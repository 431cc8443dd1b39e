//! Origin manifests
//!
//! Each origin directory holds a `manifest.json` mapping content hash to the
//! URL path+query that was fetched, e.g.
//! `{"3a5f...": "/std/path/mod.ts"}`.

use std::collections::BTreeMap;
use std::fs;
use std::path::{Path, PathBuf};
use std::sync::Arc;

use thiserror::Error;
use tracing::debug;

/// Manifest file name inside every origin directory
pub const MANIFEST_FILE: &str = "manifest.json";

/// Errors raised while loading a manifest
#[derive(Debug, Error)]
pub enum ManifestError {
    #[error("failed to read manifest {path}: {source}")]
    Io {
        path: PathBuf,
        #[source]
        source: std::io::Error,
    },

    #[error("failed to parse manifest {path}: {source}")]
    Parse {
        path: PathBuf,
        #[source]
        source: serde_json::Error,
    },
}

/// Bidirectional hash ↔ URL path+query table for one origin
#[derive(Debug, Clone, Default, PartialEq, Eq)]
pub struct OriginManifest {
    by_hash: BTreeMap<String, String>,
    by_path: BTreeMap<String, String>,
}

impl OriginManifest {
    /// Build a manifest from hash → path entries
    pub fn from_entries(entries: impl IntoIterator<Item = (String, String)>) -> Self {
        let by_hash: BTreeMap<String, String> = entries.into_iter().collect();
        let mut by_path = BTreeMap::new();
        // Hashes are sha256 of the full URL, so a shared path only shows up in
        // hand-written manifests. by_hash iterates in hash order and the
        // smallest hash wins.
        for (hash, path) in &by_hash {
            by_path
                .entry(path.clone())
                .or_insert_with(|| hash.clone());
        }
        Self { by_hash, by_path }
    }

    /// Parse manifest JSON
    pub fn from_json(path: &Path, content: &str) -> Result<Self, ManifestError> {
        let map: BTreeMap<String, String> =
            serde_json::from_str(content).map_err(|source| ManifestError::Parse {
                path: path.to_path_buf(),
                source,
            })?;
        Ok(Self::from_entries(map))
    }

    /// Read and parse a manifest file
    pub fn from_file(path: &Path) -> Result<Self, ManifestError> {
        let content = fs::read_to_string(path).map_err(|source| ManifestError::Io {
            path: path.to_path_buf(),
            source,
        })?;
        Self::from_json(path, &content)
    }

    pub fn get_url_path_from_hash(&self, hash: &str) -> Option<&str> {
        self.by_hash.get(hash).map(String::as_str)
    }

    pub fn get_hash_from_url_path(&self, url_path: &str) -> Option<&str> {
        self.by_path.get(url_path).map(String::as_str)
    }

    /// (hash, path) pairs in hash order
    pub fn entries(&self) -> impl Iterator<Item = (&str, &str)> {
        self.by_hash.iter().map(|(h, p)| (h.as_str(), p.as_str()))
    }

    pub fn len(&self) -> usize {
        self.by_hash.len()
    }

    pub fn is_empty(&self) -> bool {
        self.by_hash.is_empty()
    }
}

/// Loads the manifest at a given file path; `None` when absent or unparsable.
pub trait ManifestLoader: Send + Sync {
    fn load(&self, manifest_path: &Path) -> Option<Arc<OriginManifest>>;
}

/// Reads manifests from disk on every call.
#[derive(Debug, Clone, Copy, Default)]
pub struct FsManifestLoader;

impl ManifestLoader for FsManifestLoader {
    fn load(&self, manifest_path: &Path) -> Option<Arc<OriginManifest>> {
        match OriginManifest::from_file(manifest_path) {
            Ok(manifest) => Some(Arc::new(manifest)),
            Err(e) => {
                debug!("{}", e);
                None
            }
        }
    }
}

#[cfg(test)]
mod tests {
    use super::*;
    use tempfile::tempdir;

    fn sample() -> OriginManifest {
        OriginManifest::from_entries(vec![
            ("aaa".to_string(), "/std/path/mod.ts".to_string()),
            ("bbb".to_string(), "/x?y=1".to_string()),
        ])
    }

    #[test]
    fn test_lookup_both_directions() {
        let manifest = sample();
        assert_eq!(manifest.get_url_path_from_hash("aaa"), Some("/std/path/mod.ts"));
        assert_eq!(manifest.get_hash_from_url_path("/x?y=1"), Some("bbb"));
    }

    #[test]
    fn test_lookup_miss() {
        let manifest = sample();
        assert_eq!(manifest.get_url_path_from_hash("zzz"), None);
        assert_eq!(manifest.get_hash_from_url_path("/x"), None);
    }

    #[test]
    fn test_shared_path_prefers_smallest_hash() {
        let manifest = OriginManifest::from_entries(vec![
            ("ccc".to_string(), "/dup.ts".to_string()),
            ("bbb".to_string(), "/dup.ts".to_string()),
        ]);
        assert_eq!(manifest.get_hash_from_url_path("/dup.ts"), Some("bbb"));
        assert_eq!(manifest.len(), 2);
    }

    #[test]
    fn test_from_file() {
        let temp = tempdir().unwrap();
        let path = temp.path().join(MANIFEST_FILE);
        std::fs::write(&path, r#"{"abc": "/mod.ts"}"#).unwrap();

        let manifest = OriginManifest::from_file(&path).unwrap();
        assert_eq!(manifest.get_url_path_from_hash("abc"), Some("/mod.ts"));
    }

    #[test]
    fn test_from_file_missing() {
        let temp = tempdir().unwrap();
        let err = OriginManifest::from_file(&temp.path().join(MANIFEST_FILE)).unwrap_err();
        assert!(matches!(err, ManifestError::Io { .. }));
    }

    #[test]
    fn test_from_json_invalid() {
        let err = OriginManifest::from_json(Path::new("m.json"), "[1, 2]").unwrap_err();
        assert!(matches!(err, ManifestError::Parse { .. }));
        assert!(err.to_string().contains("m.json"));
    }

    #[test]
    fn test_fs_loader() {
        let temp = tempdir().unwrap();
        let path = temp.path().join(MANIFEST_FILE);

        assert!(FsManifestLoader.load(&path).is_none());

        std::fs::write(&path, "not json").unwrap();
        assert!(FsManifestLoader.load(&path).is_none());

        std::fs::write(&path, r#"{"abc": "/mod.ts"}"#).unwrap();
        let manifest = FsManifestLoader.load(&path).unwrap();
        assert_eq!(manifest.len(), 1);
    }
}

★ ★ ★ ★ ★

## Work request
Set down, word for word, each line from the top of the records above through the line with "#[derive(Debug, Error)]".

## Answer to this exercise
repository 431cc8443dd1b39e
//! Origin manifests
//!
//! Each origin directory holds a `manifest.json` mapping content hash to the
//! URL path+query that was fetched, e.g.
//! `{"3a5f...": "/std/path/mod.ts"}`.

use std::collections::BTreeMap;
use std::fs;
use std::path::{Path, PathBuf};
use std::sync::Arc;

use thiserror::Error;
use tracing::debug;

/// Manifest file name inside every origin directory
pub const MANIFEST_FILE: &str = "manifest.json";

/// Errors raised while loading a manifest
#[derive(Debug, Error)]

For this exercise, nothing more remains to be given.